→ About this task:
Report every line of the data where the string "VertexId" appears.

→ Data:
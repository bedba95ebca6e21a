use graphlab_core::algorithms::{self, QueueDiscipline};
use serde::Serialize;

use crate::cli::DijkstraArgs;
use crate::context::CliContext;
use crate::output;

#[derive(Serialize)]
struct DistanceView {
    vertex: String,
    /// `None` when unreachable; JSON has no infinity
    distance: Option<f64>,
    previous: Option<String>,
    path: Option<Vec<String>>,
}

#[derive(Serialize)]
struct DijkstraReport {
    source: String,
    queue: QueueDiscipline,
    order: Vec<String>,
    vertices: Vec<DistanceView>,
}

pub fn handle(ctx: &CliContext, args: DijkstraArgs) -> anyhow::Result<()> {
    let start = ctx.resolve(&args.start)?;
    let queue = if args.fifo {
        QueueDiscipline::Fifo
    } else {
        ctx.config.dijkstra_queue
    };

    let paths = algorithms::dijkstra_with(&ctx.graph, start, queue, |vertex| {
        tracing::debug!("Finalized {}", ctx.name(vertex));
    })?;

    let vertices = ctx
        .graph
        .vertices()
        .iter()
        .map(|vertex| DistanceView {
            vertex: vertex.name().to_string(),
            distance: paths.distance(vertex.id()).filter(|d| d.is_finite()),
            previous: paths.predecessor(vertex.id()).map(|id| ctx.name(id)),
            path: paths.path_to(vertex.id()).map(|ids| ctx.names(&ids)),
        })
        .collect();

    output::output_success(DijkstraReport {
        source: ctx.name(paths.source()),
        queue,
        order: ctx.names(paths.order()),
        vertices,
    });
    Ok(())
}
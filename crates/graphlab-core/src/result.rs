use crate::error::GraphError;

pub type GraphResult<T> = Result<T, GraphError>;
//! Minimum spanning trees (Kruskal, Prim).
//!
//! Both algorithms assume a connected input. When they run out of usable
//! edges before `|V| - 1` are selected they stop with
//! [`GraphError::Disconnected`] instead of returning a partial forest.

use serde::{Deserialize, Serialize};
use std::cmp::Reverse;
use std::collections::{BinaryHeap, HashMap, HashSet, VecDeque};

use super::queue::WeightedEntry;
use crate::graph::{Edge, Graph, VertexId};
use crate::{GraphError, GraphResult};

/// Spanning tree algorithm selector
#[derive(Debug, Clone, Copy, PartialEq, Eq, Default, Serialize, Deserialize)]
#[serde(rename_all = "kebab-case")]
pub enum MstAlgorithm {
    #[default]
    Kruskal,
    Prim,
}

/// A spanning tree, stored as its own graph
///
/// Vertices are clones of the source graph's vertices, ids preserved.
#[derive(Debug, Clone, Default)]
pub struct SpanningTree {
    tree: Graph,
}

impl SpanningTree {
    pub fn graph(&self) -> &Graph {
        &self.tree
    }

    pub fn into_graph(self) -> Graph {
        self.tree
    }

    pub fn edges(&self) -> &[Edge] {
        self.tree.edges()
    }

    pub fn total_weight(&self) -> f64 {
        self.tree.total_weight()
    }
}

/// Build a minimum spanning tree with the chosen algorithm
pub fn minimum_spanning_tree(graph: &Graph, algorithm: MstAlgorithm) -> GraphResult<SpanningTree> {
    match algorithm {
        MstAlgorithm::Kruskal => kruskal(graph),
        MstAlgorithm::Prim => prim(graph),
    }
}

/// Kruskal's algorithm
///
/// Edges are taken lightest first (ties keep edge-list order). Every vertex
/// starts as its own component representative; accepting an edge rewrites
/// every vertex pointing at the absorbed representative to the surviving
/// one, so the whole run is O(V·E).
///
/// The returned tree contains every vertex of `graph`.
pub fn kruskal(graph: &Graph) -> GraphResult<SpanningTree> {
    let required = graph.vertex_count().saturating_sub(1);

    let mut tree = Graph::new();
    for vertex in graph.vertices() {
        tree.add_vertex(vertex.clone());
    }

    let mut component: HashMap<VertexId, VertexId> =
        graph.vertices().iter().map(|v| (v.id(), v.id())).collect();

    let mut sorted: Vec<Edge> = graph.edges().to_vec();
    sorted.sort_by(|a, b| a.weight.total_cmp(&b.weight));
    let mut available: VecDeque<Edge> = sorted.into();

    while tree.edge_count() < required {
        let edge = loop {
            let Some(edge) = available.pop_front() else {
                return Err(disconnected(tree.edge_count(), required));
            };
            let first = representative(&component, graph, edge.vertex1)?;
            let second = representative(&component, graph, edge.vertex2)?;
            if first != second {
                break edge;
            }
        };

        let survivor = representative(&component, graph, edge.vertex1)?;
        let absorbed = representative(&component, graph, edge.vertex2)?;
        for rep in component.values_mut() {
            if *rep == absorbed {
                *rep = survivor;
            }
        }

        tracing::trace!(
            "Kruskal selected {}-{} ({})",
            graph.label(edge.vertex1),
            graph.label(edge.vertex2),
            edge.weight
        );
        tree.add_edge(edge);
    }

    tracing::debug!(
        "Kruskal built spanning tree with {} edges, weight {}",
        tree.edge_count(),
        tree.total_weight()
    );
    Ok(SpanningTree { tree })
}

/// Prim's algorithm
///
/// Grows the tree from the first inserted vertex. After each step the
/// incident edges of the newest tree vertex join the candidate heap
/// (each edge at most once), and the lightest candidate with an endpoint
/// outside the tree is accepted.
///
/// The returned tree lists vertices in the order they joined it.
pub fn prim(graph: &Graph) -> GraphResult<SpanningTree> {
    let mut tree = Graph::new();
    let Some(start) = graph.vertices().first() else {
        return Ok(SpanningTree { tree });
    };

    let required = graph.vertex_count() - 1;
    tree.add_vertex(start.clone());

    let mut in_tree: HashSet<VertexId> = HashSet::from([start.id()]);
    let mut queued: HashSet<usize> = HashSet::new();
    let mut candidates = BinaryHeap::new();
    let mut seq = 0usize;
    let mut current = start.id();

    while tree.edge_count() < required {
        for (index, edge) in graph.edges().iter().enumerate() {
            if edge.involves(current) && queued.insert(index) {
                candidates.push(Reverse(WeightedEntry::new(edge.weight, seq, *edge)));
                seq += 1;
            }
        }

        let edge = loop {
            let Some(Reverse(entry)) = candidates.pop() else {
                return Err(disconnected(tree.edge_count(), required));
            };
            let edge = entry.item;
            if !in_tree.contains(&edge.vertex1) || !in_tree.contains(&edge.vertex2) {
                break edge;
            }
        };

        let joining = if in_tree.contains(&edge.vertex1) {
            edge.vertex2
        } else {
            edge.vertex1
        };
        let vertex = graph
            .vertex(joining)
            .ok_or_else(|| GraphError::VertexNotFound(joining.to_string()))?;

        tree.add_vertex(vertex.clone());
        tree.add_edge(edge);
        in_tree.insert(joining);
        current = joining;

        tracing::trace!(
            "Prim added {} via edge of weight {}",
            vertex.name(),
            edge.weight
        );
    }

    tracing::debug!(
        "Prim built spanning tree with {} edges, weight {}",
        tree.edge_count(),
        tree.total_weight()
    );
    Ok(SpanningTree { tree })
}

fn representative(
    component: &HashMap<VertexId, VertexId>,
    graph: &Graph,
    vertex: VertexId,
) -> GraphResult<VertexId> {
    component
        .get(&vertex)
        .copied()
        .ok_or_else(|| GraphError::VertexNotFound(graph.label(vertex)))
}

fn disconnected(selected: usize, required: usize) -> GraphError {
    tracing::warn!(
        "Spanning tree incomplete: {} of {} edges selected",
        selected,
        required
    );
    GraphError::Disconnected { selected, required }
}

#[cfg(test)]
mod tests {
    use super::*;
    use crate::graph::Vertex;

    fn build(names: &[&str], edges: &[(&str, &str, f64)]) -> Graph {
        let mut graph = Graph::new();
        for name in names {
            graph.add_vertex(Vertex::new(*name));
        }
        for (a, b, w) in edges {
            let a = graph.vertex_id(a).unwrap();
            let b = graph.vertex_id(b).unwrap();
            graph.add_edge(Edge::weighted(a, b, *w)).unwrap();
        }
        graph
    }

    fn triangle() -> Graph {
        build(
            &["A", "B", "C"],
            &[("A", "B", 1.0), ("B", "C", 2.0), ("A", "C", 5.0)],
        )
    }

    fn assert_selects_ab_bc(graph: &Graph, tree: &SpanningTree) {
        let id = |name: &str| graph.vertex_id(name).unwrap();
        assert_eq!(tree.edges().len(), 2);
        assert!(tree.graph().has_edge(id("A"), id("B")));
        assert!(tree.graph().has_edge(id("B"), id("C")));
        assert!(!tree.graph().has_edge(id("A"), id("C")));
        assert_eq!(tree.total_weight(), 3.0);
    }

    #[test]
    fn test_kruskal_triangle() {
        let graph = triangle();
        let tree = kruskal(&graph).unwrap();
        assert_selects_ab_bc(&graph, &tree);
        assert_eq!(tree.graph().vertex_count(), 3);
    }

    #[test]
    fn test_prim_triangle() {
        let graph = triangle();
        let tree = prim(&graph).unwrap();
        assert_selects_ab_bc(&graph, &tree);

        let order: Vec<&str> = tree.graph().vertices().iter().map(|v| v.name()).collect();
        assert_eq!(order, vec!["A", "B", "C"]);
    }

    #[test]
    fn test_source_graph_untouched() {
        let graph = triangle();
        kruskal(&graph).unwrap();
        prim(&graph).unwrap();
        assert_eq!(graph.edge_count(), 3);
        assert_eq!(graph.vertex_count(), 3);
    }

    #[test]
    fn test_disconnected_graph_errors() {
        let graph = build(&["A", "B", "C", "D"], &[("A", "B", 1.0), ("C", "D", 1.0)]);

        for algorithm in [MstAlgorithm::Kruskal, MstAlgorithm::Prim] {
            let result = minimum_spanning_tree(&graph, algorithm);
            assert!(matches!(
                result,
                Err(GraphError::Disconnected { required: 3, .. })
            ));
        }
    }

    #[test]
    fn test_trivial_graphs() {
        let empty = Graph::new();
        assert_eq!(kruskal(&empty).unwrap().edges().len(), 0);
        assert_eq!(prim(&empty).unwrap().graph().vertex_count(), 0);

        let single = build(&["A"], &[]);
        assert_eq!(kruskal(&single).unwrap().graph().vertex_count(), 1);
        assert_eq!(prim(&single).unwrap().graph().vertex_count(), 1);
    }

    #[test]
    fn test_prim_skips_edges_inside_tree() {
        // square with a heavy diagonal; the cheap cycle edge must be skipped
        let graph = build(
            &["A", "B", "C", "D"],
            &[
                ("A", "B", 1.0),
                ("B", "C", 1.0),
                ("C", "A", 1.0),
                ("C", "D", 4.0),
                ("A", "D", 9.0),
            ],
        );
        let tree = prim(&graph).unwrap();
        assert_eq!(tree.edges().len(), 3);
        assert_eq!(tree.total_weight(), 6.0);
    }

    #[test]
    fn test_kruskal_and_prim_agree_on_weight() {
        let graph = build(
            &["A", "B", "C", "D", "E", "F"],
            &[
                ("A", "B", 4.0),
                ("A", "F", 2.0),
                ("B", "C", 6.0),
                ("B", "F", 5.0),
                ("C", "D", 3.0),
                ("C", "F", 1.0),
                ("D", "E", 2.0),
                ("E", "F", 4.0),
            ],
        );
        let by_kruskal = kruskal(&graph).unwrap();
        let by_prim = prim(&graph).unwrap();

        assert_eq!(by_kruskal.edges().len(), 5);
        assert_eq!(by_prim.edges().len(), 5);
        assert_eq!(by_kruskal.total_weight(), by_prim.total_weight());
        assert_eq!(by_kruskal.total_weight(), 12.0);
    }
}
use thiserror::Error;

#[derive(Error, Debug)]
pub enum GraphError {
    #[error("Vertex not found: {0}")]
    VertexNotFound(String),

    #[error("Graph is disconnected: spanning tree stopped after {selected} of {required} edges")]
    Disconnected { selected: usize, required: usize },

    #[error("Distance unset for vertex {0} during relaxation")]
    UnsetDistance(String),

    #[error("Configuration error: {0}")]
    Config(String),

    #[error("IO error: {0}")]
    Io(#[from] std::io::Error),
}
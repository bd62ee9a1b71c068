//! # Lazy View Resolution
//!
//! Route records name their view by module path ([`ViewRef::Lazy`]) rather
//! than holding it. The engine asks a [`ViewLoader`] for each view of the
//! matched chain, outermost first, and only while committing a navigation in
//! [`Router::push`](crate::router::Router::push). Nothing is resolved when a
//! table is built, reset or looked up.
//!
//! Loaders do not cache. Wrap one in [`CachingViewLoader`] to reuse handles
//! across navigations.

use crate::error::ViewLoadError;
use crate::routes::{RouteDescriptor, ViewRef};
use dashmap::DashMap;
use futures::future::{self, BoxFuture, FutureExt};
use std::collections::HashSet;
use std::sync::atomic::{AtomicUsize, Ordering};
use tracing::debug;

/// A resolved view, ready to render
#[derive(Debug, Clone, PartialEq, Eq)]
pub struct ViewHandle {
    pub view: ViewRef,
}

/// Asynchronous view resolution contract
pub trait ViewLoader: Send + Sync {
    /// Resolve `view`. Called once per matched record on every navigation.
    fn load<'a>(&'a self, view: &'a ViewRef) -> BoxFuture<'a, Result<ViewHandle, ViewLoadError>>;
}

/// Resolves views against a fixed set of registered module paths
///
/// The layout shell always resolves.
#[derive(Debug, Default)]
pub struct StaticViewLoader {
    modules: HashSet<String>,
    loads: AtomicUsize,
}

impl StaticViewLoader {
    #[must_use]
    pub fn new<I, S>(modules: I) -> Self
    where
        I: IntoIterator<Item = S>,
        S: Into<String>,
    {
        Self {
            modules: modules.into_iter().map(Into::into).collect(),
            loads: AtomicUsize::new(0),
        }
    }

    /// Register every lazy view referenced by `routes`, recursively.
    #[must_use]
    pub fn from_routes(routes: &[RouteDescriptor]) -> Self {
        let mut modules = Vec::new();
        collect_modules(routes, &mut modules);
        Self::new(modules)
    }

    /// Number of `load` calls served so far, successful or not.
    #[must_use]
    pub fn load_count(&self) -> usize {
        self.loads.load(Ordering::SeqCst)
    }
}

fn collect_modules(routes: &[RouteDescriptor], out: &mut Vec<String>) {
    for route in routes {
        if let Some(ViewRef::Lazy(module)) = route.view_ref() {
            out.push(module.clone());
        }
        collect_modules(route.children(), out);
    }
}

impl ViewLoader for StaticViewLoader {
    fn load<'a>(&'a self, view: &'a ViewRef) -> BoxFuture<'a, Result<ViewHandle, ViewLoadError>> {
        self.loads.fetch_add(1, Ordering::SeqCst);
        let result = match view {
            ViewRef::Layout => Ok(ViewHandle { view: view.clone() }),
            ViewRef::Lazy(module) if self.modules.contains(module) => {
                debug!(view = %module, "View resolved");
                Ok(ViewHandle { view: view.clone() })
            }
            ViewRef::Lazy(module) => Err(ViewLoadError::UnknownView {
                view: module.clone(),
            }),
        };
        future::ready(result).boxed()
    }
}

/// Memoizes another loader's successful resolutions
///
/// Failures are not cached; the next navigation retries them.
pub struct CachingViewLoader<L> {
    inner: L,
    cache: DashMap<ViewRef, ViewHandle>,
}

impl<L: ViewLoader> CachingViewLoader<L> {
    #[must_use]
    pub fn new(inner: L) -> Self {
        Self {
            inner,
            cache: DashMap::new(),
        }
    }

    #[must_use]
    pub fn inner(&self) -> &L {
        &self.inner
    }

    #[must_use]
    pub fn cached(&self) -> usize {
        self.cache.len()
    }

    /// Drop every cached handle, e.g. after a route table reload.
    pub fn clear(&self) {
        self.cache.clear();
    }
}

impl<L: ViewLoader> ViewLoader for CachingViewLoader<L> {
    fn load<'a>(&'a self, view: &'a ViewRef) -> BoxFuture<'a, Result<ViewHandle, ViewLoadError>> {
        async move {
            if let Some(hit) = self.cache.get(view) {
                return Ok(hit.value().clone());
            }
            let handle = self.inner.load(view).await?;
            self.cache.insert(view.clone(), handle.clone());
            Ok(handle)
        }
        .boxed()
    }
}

→ Result of this task:
use crate::graph::{Edge, Graph, VertexId};
    let mut component: HashMap<VertexId, VertexId> =
    let mut in_tree: HashSet<VertexId> = HashSet::from([start.id()]);
    component: &HashMap<VertexId, VertexId>,
    vertex: VertexId,
) -> GraphResult<VertexId> {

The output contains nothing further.